##### Entries shown #####
use serde::{Deserialize, Serialize};
use std::f64::consts::TAU;

use super::{impl_vector_ops, Vector, Vector3D};
use crate::angle::Angle;
use crate::distribution::{
    Distribution, DistributionError, UniformDoubleDistribution, UniformIntDistribution,
};
use crate::rng::with_global_rng;

/// Immutable 2D vector with a cached magnitude.
#[derive(Debug, Clone, Copy, Serialize, Deserialize)]
#[serde(from = "[f64; 2]", into = "[f64; 2]")]
pub struct Vector2D {
    x: f64,
    y: f64,
    magnitude: f64,
}

impl_vector_ops!(Vector2D { x, y });

impl Vector2D {
    pub const X: Self = Self {
        x: 1.0,
        y: 0.0,
        magnitude: 1.0,
    };
    pub const Y: Self = Self {
        x: 0.0,
        y: 1.0,
        magnitude: 1.0,
    };

    pub fn new(x: f64, y: f64) -> Self {
        Self {
            x,
            y,
            magnitude: x.hypot(y),
        }
    }

    #[inline]
    pub fn x(&self) -> f64 {
        self.x
    }

    #[inline]
    pub fn y(&self) -> f64 {
        self.y
    }

    /// A vector perpendicular to this one (rotated a quarter turn
    /// counter-clockwise). The zero vector has no perpendicular.
    pub fn perpendicular(self) -> Option<Self> {
        if self == Self::ZERO {
            None
        } else {
            Some(Self::new(-self.y, self.x))
        }
    }

    /// Rotate counter-clockwise by `angle`.
    pub fn rotate(self, angle: Angle) -> Self {
        let (s, c) = (angle.sin(), angle.cos());
        Self::new(self.x * c - self.y * s, self.x * s + self.y * c)
    }

    /// Lift into 3D at height `z`.
    pub fn lift(self, z: f64) -> Vector3D {
        Vector3D::new(self.x, self.y, z)
    }

    /// Angle between this vector and the positive x axis.
    pub fn heading(self) -> Angle {
        Angle::atan2(self.y, self.x)
    }

    /// Reverse the x component, as when bouncing off a vertical wall.
    pub fn bounce_x(self) -> Self {
        Self::new(-self.x, self.y)
    }

    /// Reverse the y component, as when bouncing off a horizontal wall.
    pub fn bounce_y(self) -> Self {
        Self::new(self.x, -self.y)
    }

    /// Both components drawn uniformly from `[min, max)`.
    pub fn random_range(min: f64, max: f64) -> Result<Self, DistributionError> {
        let mut d = UniformDoubleDistribution::new(min, max)?;
        Ok(Self::random_from(&mut d))
    }

    /// Components drawn uniformly from `[min_x, max_x)` and `[min_y, max_y)`.
    pub fn random_in_rect(
        min_x: f64,
        max_x: f64,
        min_y: f64,
        max_y: f64,
    ) -> Result<Self, DistributionError> {
        let mut dx = UniformDoubleDistribution::new(min_x, max_x)?;
        let mut dy = UniformDoubleDistribution::new(min_y, max_y)?;
        Ok(Self::random_with(&mut dx, &mut dy))
    }

    /// Both components drawn as integers from `[min, max)`.
    pub fn random_int_range(min: i64, max: i64) -> Result<Self, DistributionError> {
        let mut d = UniformIntDistribution::new(min, max)?;
        let x = d.sample();
        let y = d.sample();
        Ok(Self::new(x as f64, y as f64))
    }

    /// Components drawn from separate distributions.
    pub fn random_with(dx: &mut impl Distribution<f64>, dy: &mut impl Distribution<f64>) -> Self {
        let x = dx.sample();
        let y = dy.sample();
        Self::new(x, y)
    }

    /// Both components drawn from the same distribution.
    pub fn random_from(d: &mut impl Distribution<f64>) -> Self {
        let x = d.sample();
        let y = d.sample();
        Self::new(x, y)
    }

    /// A unit vector pointing in a uniformly random direction.
    pub fn random_unit() -> Self {
        let theta = with_global_rng(|rng| rng.gen_f64() * TAU);
        Self::new(theta.cos(), theta.sin())
    }
}

impl Vector for Vector2D {
    const ZERO: Self = Self {
        x: 0.0,
        y: 0.0,
        magnitude: 0.0,
    };

    fn dot(self, other: Self) -> f64 {
        self.x * other.x + self.y * other.y
    }

    fn hadamard(self, other: Self) -> Self {
        Self::new(self.x * other.x, self.y * other.y)
    }

    #[inline]
    fn magnitude(self) -> f64 {
        self.magnitude
    }
}

impl Default for Vector2D {
    fn default() -> Self {
        Self::ZERO
    }
}

impl From<[f64; 2]> for Vector2D {
    fn from([x, y]: [f64; 2]) -> Self {
        Self::new(x, y)
    }
}

impl From<Vector2D> for [f64; 2] {
    fn from(v: Vector2D) -> Self {
        [v.x, v.y]
    }
}
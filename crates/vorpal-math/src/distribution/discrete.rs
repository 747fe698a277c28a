use rand::{Rng, RngCore};

use super::{Distribution, DistributionError, SizedDistribution};

fn require_probability(p: f64) -> Result<(), DistributionError> {
    if (0.0..=1.0).contains(&p) {
        Ok(())
    } else {
        Err(DistributionError::invalid(
            "p",
            format!("must be a probability in [0, 1], got {}", p),
        ))
    }
}

/// Number of events in a fixed interval, with mean `lambda`.
///
/// Uses Knuth's product-of-uniforms method, so the cost per sample grows
/// linearly with `lambda`.
#[derive(Debug, Clone, Copy, PartialEq)]
pub struct PoissonDistribution {
    lambda: f64,
    chunks: u32,
    threshold: f64,
}

impl PoissonDistribution {
    /// Largest mean handled by a single product-of-uniforms run. Beyond it
    /// `e^-lambda` loses precision and heads toward subnormals.
    const CHUNK: f64 = 500.0;

    pub fn new(lambda: f64) -> Result<Self, DistributionError> {
        if !lambda.is_finite() || lambda <= 0.0 {
            return Err(DistributionError::invalid(
                "lambda",
                format!("must be finite and > 0, got {}", lambda),
            ));
        }
        let chunks = (lambda / Self::CHUNK).ceil();
        if chunks > f64::from(u32::MAX) {
            return Err(DistributionError::invalid(
                "lambda",
                format!(
                    "must be at most {}, got {}",
                    Self::CHUNK * f64::from(u32::MAX),
                    lambda
                ),
            ));
        }
        let chunks = chunks as u32;
        Ok(Self {
            lambda,
            chunks,
            threshold: (-lambda / f64::from(chunks)).exp(),
        })
    }

    pub fn lambda(&self) -> f64 {
        self.lambda
    }
}

impl Distribution<u64> for PoissonDistribution {
    /// A sum of independent Poisson draws is Poisson with the summed mean,
    /// so large means are split into equal chunks.
    fn sample_with(&mut self, rng: &mut dyn RngCore) -> u64 {
        let mut count = 0u64;
        for _ in 0..self.chunks {
            let mut product = rng.gen::<f64>();
            while product > self.threshold {
                count += 1;
                product *= rng.gen::<f64>();
            }
        }
        count
    }
}

/// Yields 1 with probability `p` and 0 otherwise.
#[derive(Debug, Clone, Copy, PartialEq)]
pub struct BernoulliIntDistribution {
    p: f64,
}

impl BernoulliIntDistribution {
    pub fn new(p: f64) -> Result<Self, DistributionError> {
        require_probability(p)?;
        Ok(Self { p })
    }

    pub fn p(&self) -> f64 {
        self.p
    }
}

impl Distribution<u8> for BernoulliIntDistribution {
    fn sample_with(&mut self, rng: &mut dyn RngCore) -> u8 {
        u8::from(rng.gen::<f64>() < self.p)
    }
}

impl SizedDistribution<u8> for BernoulliIntDistribution {
    fn size(&self) -> usize {
        2
    }
}

/// Yields `true` with probability `p`.
#[derive(Debug, Clone, Copy, PartialEq)]
pub struct BernoulliBooleanDistribution {
    p: f64,
}

impl BernoulliBooleanDistribution {
    pub fn new(p: f64) -> Result<Self, DistributionError> {
        require_probability(p)?;
        Ok(Self { p })
    }

    pub fn p(&self) -> f64 {
        self.p
    }
}

impl Distribution<bool> for BernoulliBooleanDistribution {
    fn sample_with(&mut self, rng: &mut dyn RngCore) -> bool {
        rng.gen::<f64>() < self.p
    }
}

impl SizedDistribution<bool> for BernoulliBooleanDistribution {
    fn size(&self) -> usize {
        2
    }
}

/// Number of successes in `n` independent trials with success
/// probability `p`.
#[derive(Debug, Clone, Copy, PartialEq)]
pub struct BinomialDistribution {
    n: u32,
    p: f64,
}

impl BinomialDistribution {
    pub fn new(n: u32, p: f64) -> Result<Self, DistributionError> {
        require_probability(p)?;
        Ok(Self { n, p })
    }

    pub fn n(&self) -> u32 {
        self.n
    }

    pub fn p(&self) -> f64 {
        self.p
    }
}

impl Distribution<u32> for BinomialDistribution {
    fn sample_with(&mut self, rng: &mut dyn RngCore) -> u32 {
        let mut successes = 0;
        for _ in 0..self.n {
            if rng.gen::<f64>() < self.p {
                successes += 1;
            }
        }
        successes
    }
}

impl SizedDistribution<u32> for BinomialDistribution {
    fn size(&self) -> usize {
        self.n as usize + 1
    }
}

#[cfg(test)]
mod tests {
    use super::*;
    use crate::rng::DeterministicRng;

    #[test]
    fn test_poisson_never_negative_and_has_right_mean() {
        let mut rng = DeterministicRng::new(11);
        let mut d = PoissonDistribution::new(4.0).unwrap();
        let n = 40_000;
        let total: u64 = (0..n).map(|_| d.sample_with(&mut rng)).sum();
        let mean = total as f64 / n as f64;
        assert!((mean - 4.0).abs() < 0.05, "mean {}", mean);
    }

    #[test]
    fn test_poisson_large_lambda_mean() {
        let mut rng = DeterministicRng::new(27);
        let mut d = PoissonDistribution::new(1000.0).unwrap();
        let n = 2000;
        let total: u64 = (0..n).map(|_| d.sample_with(&mut rng)).sum();
        let mean = total as f64 / n as f64;
        assert!((mean - 1000.0).abs() < 5.0, "mean {}", mean);
    }

    #[test]
    fn test_poisson_small_lambda_is_mostly_zero() {
        let mut rng = DeterministicRng::new(12);
        let mut d = PoissonDistribution::new(0.01).unwrap();
        let zeros = (0..1000).filter(|_| d.sample_with(&mut rng) == 0).count();
        assert!(zeros > 970, "zeros {}", zeros);
    }

    #[test]
    fn test_poisson_rejects_bad_lambda() {
        assert!(PoissonDistribution::new(0.0).is_err());
        assert!(PoissonDistribution::new(-1.0).is_err());
        assert!(PoissonDistribution::new(f64::NAN).is_err());
    }

    #[test]
    fn test_bernoulli_extremes() {
        let mut rng = DeterministicRng::new(13);
        let mut never = BernoulliIntDistribution::new(0.0).unwrap();
        let mut always = BernoulliBooleanDistribution::new(1.0).unwrap();
        for _ in 0..1000 {
            assert_eq!(never.sample_with(&mut rng), 0);
            assert!(always.sample_with(&mut rng));
        }
        assert_eq!(never.size(), 2);
        assert_eq!(always.size(), 2);
    }

    #[test]
    fn test_bernoulli_rejects_bad_probability() {
        assert!(BernoulliIntDistribution::new(1.5).is_err());
        assert!(BernoulliBooleanDistribution::new(-0.1).is_err());
        assert!(BernoulliBooleanDistribution::new(f64::NAN).is_err());
    }

    #[test]
    fn test_binomial_range_and_mean() {
        let mut rng = DeterministicRng::new(14);
        let mut d = BinomialDistribution::new(10, 0.3).unwrap();
        assert_eq!(d.size(), 11);
        let n = 20_000;
        let mut total = 0u64;
        for _ in 0..n {
            let v = d.sample_with(&mut rng);
            assert!(v <= 10);
            total += u64::from(v);
        }
        let mean = total as f64 / n as f64;
        assert!((mean - 3.0).abs() < 0.05, "mean {}", mean);
    }

    #[test]
    fn test_binomial_zero_trials() {
        let mut rng = DeterministicRng::new(15);
        let mut d = BinomialDistribution::new(0, 0.5).unwrap();
        assert_eq!(d.sample_with(&mut rng), 0);
        assert_eq!(d.size(), 1);
    }
}
//! Fractal layering of any [`Noise`].

use super::{Noise, NoiseError};

fn positive(name: &'static str, value: f64) -> Result<f64, NoiseError> {
    if value.is_finite() && value > 0.0 {
        Ok(value)
    } else {
        Err(NoiseError::InvalidParameter {
            name,
            reason: format!("must be finite and > 0, got {}", value),
        })
    }
}

/// Sums `octaves` copies of a base generator. Each copy is sampled at
/// `lacunarity` times the previous frequency and weighted by `persistence`
/// times the previous amplitude. The sum is divided by the total weight, so
/// a generator bounded by `[-1, 1]` stays bounded.
#[derive(Debug, Clone)]
pub struct Fbm<N: Noise> {
    base: N,
    octaves: u8,
    persistence: f64,
    lacunarity: f64,
}

impl<N: Noise> Fbm<N> {
    /// Four octaves, persistence 0.5, lacunarity 2.
    pub fn new(base: N) -> Self {
        Self {
            base,
            octaves: 4,
            persistence: 0.5,
            lacunarity: 2.0,
        }
    }

    /// At least one octave is always evaluated.
    pub fn with_octaves(self, octaves: u8) -> Self {
        Self {
            octaves: octaves.max(1),
            ..self
        }
    }

    /// Amplitude ratio between octaves. Must be finite and positive, which
    /// keeps the total weight nonzero.
    pub fn with_persistence(self, persistence: f64) -> Result<Self, NoiseError> {
        Ok(Self {
            persistence: positive("persistence", persistence)?,
            ..self
        })
    }

    /// Frequency ratio between octaves. Must be finite and positive.
    pub fn with_lacunarity(self, lacunarity: f64) -> Result<Self, NoiseError> {
        Ok(Self {
            lacunarity: positive("lacunarity", lacunarity)?,
            ..self
        })
    }

    pub fn octaves(&self) -> u8 {
        self.octaves
    }

    /// The wrapped base noise.
    pub fn inner(&self) -> &N {
        &self.base
    }

    /// Weighted mean of `at(frequency)` over the octaves.
    fn layered(&self, at: impl Fn(f64) -> f64) -> f64 {
        let (mut sum, mut weight) = (0.0, 0.0);
        let (mut amplitude, mut frequency) = (1.0, 1.0);
        for _ in 0..self.octaves {
            sum += amplitude * at(frequency);
            weight += amplitude;
            amplitude *= self.persistence;
            frequency *= self.lacunarity;
        }
        sum / weight
    }
}

impl<N: Noise> Noise for Fbm<N> {
    fn noise1(&self, x: f64) -> f64 {
        self.layered(|f| self.base.noise1(x * f))
    }

    fn noise2(&self, x: f64, y: f64) -> f64 {
        self.layered(|f| self.base.noise2(x * f, y * f))
    }

    fn noise3(&self, x: f64, y: f64, z: f64) -> f64 {
        self.layered(|f| self.base.noise3(x * f, y * f, z * f))
    }

    fn noise4(&self, x: f64, y: f64, z: f64, w: f64) -> f64 {
        self.layered(|f| self.base.noise4(x * f, y * f, z * f, w * f))
    }

    /// A weighted mean of base samples shares the base range.
    fn to_unit(&self, value: f64) -> f64 {
        self.base.to_unit(value)
    }
}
#####
Exercise brief:
Take the entries above and return only the lines from the one with "u8::from(rng.gen::<f64>() < self.p)" to the one with "if rng.gen::<f64>() <", both included, unchanged.

Response area:
        u8::from(rng.gen::<f64>() < self.p)
    }
}

impl SizedDistribution<u8> for BernoulliIntDistribution {
    fn size(&self) -> usize {
        2
    }
}

/// Yields `true` with probability `p`.
#[derive(Debug, Clone, Copy, PartialEq)]
pub struct BernoulliBooleanDistribution {
    p: f64,
}

impl BernoulliBooleanDistribution {
    pub fn new(p: f64) -> Result<Self, DistributionError> {
        require_probability(p)?;
        Ok(Self { p })
    }

    pub fn p(&self) -> f64 {
        self.p
    }
}

impl Distribution<bool> for BernoulliBooleanDistribution {
    fn sample_with(&mut self, rng: &mut dyn RngCore) -> bool {
        rng.gen::<f64>() < self.p
    }
}

impl SizedDistribution<bool> for BernoulliBooleanDistribution {
    fn size(&self) -> usize {
        2
    }
}

/// Number of successes in `n` independent trials with success
/// probability `p`.
#[derive(Debug, Clone, Copy, PartialEq)]
pub struct BinomialDistribution {
    n: u32,
    p: f64,
}

impl BinomialDistribution {
    pub fn new(n: u32, p: f64) -> Result<Self, DistributionError> {
        require_probability(p)?;
        Ok(Self { n, p })
    }

    pub fn n(&self) -> u32 {
        self.n
    }

    pub fn p(&self) -> f64 {
        self.p
    }
}

impl Distribution<u32> for BinomialDistribution {
    fn sample_with(&mut self, rng: &mut dyn RngCore) -> u32 {
        let mut successes = 0;
        for _ in 0..self.n {
            if rng.gen::<f64>() < self.p {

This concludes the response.